* _Information supplied_:

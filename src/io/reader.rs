//! RFID reader link monitor
//!
//! Maintains the TCP link to the tag scanner and forwards report batches to
//! the association engine. The link lifecycle is an explicit state machine
//! (idle -> connected -> reconnecting -> connected) owned here; the engine
//! never sees reconnect mechanics, only `LinkLost` events.
//!
//! Line protocol (newline-delimited UTF-8):
//! - `TAGS <epc> [<epc> ...]` - one report batch, EPCs in read order
//! - `KEEPALIVE` - link keepalive, logged and counted

use crate::domain::types::EngineEvent;
use crate::infra::config::Config;
use crate::infra::metrics::Metrics;
use parking_lot::RwLock;
use std::sync::Arc;
use std::time::{Duration, Instant};
use tokio::io::{AsyncBufReadExt, BufReader};
use tokio::net::TcpStream;
use tokio::sync::mpsc::error::TrySendError;
use tokio::sync::{mpsc, watch};
use tracing::{debug, error, info, warn};

/// Commands from the control surface
#[derive(Debug, Clone, Copy, PartialEq)]
pub enum ReaderCommand {
    Start,
    Stop,
}

/// Current reader link state, published for the control status endpoint
#[derive(Debug, Clone, Copy, PartialEq)]
pub enum LinkState {
    Idle,
    Connected,
    Reconnecting,
}

impl LinkState {
    pub fn as_str(&self) -> &str {
        match self {
            LinkState::Idle => "idle",
            LinkState::Connected => "connected",
            LinkState::Reconnecting => "reconnecting",
        }
    }
}

/// Why the read loop returned
enum LoopExit {
    /// Stop command received; back to idle
    Stopped,
    /// Shutdown signal; monitor exits
    Shutdown,
    /// Connection failed; reconnect after delay
    LinkLost,
}

pub struct ReaderMonitor {
    addr: String,
    reconnect_delay: Duration,
    auto_start: bool,
    event_tx: mpsc::Sender<EngineEvent>,
    cmd_rx: mpsc::Receiver<ReaderCommand>,
    link_state: Arc<RwLock<LinkState>>,
    metrics: Arc<Metrics>,
    /// Rate-limits channel-full warnings to one per second
    last_drop_warn: Instant,
}

impl ReaderMonitor {
    pub fn new(
        config: &Config,
        event_tx: mpsc::Sender<EngineEvent>,
        cmd_rx: mpsc::Receiver<ReaderCommand>,
        link_state: Arc<RwLock<LinkState>>,
        metrics: Arc<Metrics>,
    ) -> Self {
        Self {
            addr: config.reader_addr(),
            reconnect_delay: config.reader_reconnect_delay(),
            auto_start: config.reader_auto_start(),
            event_tx,
            cmd_rx,
            link_state,
            metrics,
            last_drop_warn: Instant::now() - Duration::from_secs(2),
        }
    }

    fn set_link_state(&self, state: LinkState) {
        *self.link_state.write() = state;
    }

    /// Run the monitor until shutdown
    pub async fn run(mut self, mut shutdown: watch::Receiver<bool>) {
        info!(
            addr = %self.addr,
            auto_start = %self.auto_start,
            reconnect_delay_ms = %self.reconnect_delay.as_millis(),
            "reader_monitor_started"
        );

        let mut running = self.auto_start;

        loop {
            if !running {
                self.set_link_state(LinkState::Idle);
                tokio::select! {
                    cmd = self.cmd_rx.recv() => {
                        match cmd {
                            Some(ReaderCommand::Start) => {
                                info!(addr = %self.addr, "reader_start_requested");
                                running = true;
                            }
                            Some(ReaderCommand::Stop) => {
                                debug!("reader_stop_while_idle");
                            }
                            None => return,
                        }
                    }
                    _ = shutdown.changed() => {
                        if *shutdown.borrow() {
                            return;
                        }
                    }
                }
                continue;
            }

            match TcpStream::connect(&self.addr).await {
                Ok(stream) => {
                    info!(addr = %self.addr, "reader_connected");
                    self.set_link_state(LinkState::Connected);

                    match self.read_loop(stream, &mut shutdown).await {
                        LoopExit::Stopped => {
                            info!(addr = %self.addr, "reader_stopped");
                            running = false;
                        }
                        LoopExit::Shutdown => return,
                        LoopExit::LinkLost => {
                            warn!(
                                addr = %self.addr,
                                retry_ms = %self.reconnect_delay.as_millis(),
                                "reader_link_lost"
                            );
                            self.metrics.record_link_drop();
                            let _ = self.event_tx.try_send(EngineEvent::LinkLost);

                            if !self.wait_before_reconnect(&mut shutdown).await {
                                running = false;
                            }
                        }
                    }
                }
                Err(e) => {
                    error!(addr = %self.addr, error = %e, "reader_connect_failed");
                    if !self.wait_before_reconnect(&mut shutdown).await {
                        running = false;
                    }
                }
            }

            if running && *shutdown.borrow() {
                return;
            }
        }
    }

    /// Sleep out the reconnect delay, still honoring stop commands and
    /// shutdown. Returns false if a stop command arrived (back to idle);
    /// the caller re-checks the shutdown flag.
    async fn wait_before_reconnect(&mut self, shutdown: &mut watch::Receiver<bool>) -> bool {
        self.set_link_state(LinkState::Reconnecting);

        tokio::select! {
            _ = tokio::time::sleep(self.reconnect_delay) => true,
            cmd = self.cmd_rx.recv() => {
                match cmd {
                    Some(ReaderCommand::Stop) | None => false,
                    Some(ReaderCommand::Start) => true,
                }
            }
            _ = shutdown.changed() => true,
        }
    }

    /// Consume lines from an established connection until it drops, a stop
    /// command arrives, or shutdown is signaled
    async fn read_loop(
        &mut self,
        stream: TcpStream,
        shutdown: &mut watch::Receiver<bool>,
    ) -> LoopExit {
        let reader = BufReader::new(stream);
        let mut lines = reader.lines();

        loop {
            tokio::select! {
                line = lines.next_line() => {
                    match line {
                        Ok(Some(line)) => self.handle_line(line.trim()),
                        Ok(None) => return LoopExit::LinkLost,
                        Err(e) => {
                            warn!(error = %e, "reader_read_error");
                            return LoopExit::LinkLost;
                        }
                    }
                }
                cmd = self.cmd_rx.recv() => {
                    match cmd {
                        Some(ReaderCommand::Stop) => return LoopExit::Stopped,
                        Some(ReaderCommand::Start) => {
                            debug!("reader_start_while_connected");
                        }
                        None => return LoopExit::Shutdown,
                    }
                }
                _ = shutdown.changed() => {
                    if *shutdown.borrow() {
                        return LoopExit::Shutdown;
                    }
                }
            }
        }
    }

    fn handle_line(&mut self, line: &str) {
        if let Some(rest) = line.strip_prefix("TAGS") {
            let tags: Vec<String> = rest.split_whitespace().map(str::to_string).collect();
            if tags.is_empty() {
                debug!("empty_tag_report");
                return;
            }

            debug!(count = %tags.len(), "tag_report_received");

            match self.event_tx.try_send(EngineEvent::TagsReported(tags)) {
                Ok(()) => {}
                Err(TrySendError::Full(_)) => {
                    self.metrics.record_report_dropped();
                    if self.last_drop_warn.elapsed() > Duration::from_secs(1) {
                        warn!("tag_report_dropped: engine channel full");
                        self.last_drop_warn = Instant::now();
                    }
                }
                Err(TrySendError::Closed(_)) => {
                    warn!("tag_report_channel_closed");
                }
            }
        } else if line == "KEEPALIVE" {
            self.metrics.record_keepalive();
            debug!(addr = %self.addr, "keepalive_received");
        } else if !line.is_empty() {
            debug!(line = %line, "reader_unknown_line");
        }
    }
}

* _Activity_:
Across the whole listing, every line must be copied exactly.

* _Expected answer_:
filename src/io/reader.rs
//! RFID reader link monitor
//!
//! Maintains the TCP link to the tag scanner and forwards report batches to
//! the association engine. The link lifecycle is an explicit state machine
//! (idle -> connected -> reconnecting -> connected) owned here; the engine
//! never sees reconnect mechanics, only `LinkLost` events.
//!
//! Line protocol (newline-delimited UTF-8):
//! - `TAGS <epc> [<epc> ...]` - one report batch, EPCs in read order
//! - `KEEPALIVE` - link keepalive, logged and counted

use crate::domain::types::EngineEvent;
use crate::infra::config::Config;
use crate::infra::metrics::Metrics;
use parking_lot::RwLock;
use std::sync::Arc;
use std::time::{Duration, Instant};
use tokio::io::{AsyncBufReadExt, BufReader};
use tokio::net::TcpStream;
use tokio::sync::mpsc::error::TrySendError;
use tokio::sync::{mpsc, watch};
use tracing::{debug, error, info, warn};

/// Commands from the control surface
#[derive(Debug, Clone, Copy, PartialEq)]
pub enum ReaderCommand {
    Start,
    Stop,
}

/// Current reader link state, published for the control status endpoint
#[derive(Debug, Clone, Copy, PartialEq)]
pub enum LinkState {
    Idle,
    Connected,
    Reconnecting,
}

impl LinkState {
    pub fn as_str(&self) -> &str {
        match self {
            LinkState::Idle => "idle",
            LinkState::Connected => "connected",
            LinkState::Reconnecting => "reconnecting",
        }
    }
}

/// Why the read loop returned
enum LoopExit {
    /// Stop command received; back to idle
    Stopped,
    /// Shutdown signal; monitor exits
    Shutdown,
    /// Connection failed; reconnect after delay
    LinkLost,
}

pub struct ReaderMonitor {
    addr: String,
    reconnect_delay: Duration,
    auto_start: bool,
    event_tx: mpsc::Sender<EngineEvent>,
    cmd_rx: mpsc::Receiver<ReaderCommand>,
    link_state: Arc<RwLock<LinkState>>,
    metrics: Arc<Metrics>,
    /// Rate-limits channel-full warnings to one per second
    last_drop_warn: Instant,
}

impl ReaderMonitor {
    pub fn new(
        config: &Config,
        event_tx: mpsc::Sender<EngineEvent>,
        cmd_rx: mpsc::Receiver<ReaderCommand>,
        link_state: Arc<RwLock<LinkState>>,
        metrics: Arc<Metrics>,
    ) -> Self {
        Self {
            addr: config.reader_addr(),
            reconnect_delay: config.reader_reconnect_delay(),
            auto_start: config.reader_auto_start(),
            event_tx,
            cmd_rx,
            link_state,
            metrics,
            last_drop_warn: Instant::now() - Duration::from_secs(2),
        }
    }

    fn set_link_state(&self, state: LinkState) {
        *self.link_state.write() = state;
    }

    /// Run the monitor until shutdown
    pub async fn run(mut self, mut shutdown: watch::Receiver<bool>) {
        info!(
            addr = %self.addr,
            auto_start = %self.auto_start,
            reconnect_delay_ms = %self.reconnect_delay.as_millis(),
            "reader_monitor_started"
        );

        let mut running = self.auto_start;

        loop {
            if !running {
                self.set_link_state(LinkState::Idle);
                tokio::select! {
                    cmd = self.cmd_rx.recv() => {
                        match cmd {
                            Some(ReaderCommand::Start) => {
                                info!(addr = %self.addr, "reader_start_requested");
                                running = true;
                            }
                            Some(ReaderCommand::Stop) => {
                                debug!("reader_stop_while_idle");
                            }
                            None => return,
                        }
                    }
                    _ = shutdown.changed() => {
                        if *shutdown.borrow() {
                            return;
                        }
                    }
                }
                continue;
            }

            match TcpStream::connect(&self.addr).await {
                Ok(stream) => {
                    info!(addr = %self.addr, "reader_connected");
                    self.set_link_state(LinkState::Connected);

                    match self.read_loop(stream, &mut shutdown).await {
                        LoopExit::Stopped => {
                            info!(addr = %self.addr, "reader_stopped");
                            running = false;
                        }
                        LoopExit::Shutdown => return,
                        LoopExit::LinkLost => {
                            warn!(
                                addr = %self.addr,
                                retry_ms = %self.reconnect_delay.as_millis(),
                                "reader_link_lost"
                            );
                            self.metrics.record_link_drop();
                            let _ = self.event_tx.try_send(EngineEvent::LinkLost);

                            if !self.wait_before_reconnect(&mut shutdown).await {
                                running = false;
                            }
                        }
                    }
                }
                Err(e) => {
                    error!(addr = %self.addr, error = %e, "reader_connect_failed");
                    if !self.wait_before_reconnect(&mut shutdown).await {
                        running = false;
                    }
                }
            }

            if running && *shutdown.borrow() {
                return;
            }
        }
    }

    /// Sleep out the reconnect delay, still honoring stop commands and
    /// shutdown. Returns false if a stop command arrived (back to idle);
    /// the caller re-checks the shutdown flag.
    async fn wait_before_reconnect(&mut self, shutdown: &mut watch::Receiver<bool>) -> bool {
        self.set_link_state(LinkState::Reconnecting);

        tokio::select! {
            _ = tokio::time::sleep(self.reconnect_delay) => true,
            cmd = self.cmd_rx.recv() => {
                match cmd {
                    Some(ReaderCommand::Stop) | None => false,
                    Some(ReaderCommand::Start) => true,
                }
            }
            _ = shutdown.changed() => true,
        }
    }

    /// Consume lines from an established connection until it drops, a stop
    /// command arrives, or shutdown is signaled
    async fn read_loop(
        &mut self,
        stream: TcpStream,
        shutdown: &mut watch::Receiver<bool>,
    ) -> LoopExit {
        let reader = BufReader::new(stream);
        let mut lines = reader.lines();

        loop {
            tokio::select! {
                line = lines.next_line() => {
                    match line {
                        Ok(Some(line)) => self.handle_line(line.trim()),
                        Ok(None) => return LoopExit::LinkLost,
                        Err(e) => {
                            warn!(error = %e, "reader_read_error");
                            return LoopExit::LinkLost;
                        }
                    }
                }
                cmd = self.cmd_rx.recv() => {
                    match cmd {
                        Some(ReaderCommand::Stop) => return LoopExit::Stopped,
                        Some(ReaderCommand::Start) => {
                            debug!("reader_start_while_connected");
                        }
                        None => return LoopExit::Shutdown,
                    }
                }
                _ = shutdown.changed() => {
                    if *shutdown.borrow() {
                        return LoopExit::Shutdown;
                    }
                }
            }
        }
    }

    fn handle_line(&mut self, line: &str) {
        if let Some(rest) = line.strip_prefix("TAGS") {
            let tags: Vec<String> = rest.split_whitespace().map(str::to_string).collect();
            if tags.is_empty() {
                debug!("empty_tag_report");
                return;
            }

            debug!(count = %tags.len(), "tag_report_received");

            match self.event_tx.try_send(EngineEvent::TagsReported(tags)) {
                Ok(()) => {}
                Err(TrySendError::Full(_)) => {
                    self.metrics.record_report_dropped();
                    if self.last_drop_warn.elapsed() > Duration::from_secs(1) {
                        warn!("tag_report_dropped: engine channel full");
                        self.last_drop_warn = Instant::now();
                    }
                }
                Err(TrySendError::Closed(_)) => {
                    warn!("tag_report_channel_closed");
                }
            }
        } else if line == "KEEPALIVE" {
            self.metrics.record_keepalive();
            debug!(addr = %self.addr, "keepalive_received");
        } else if !line.is_empty() {
            debug!(line = %line, "reader_unknown_line");
        }
    }
}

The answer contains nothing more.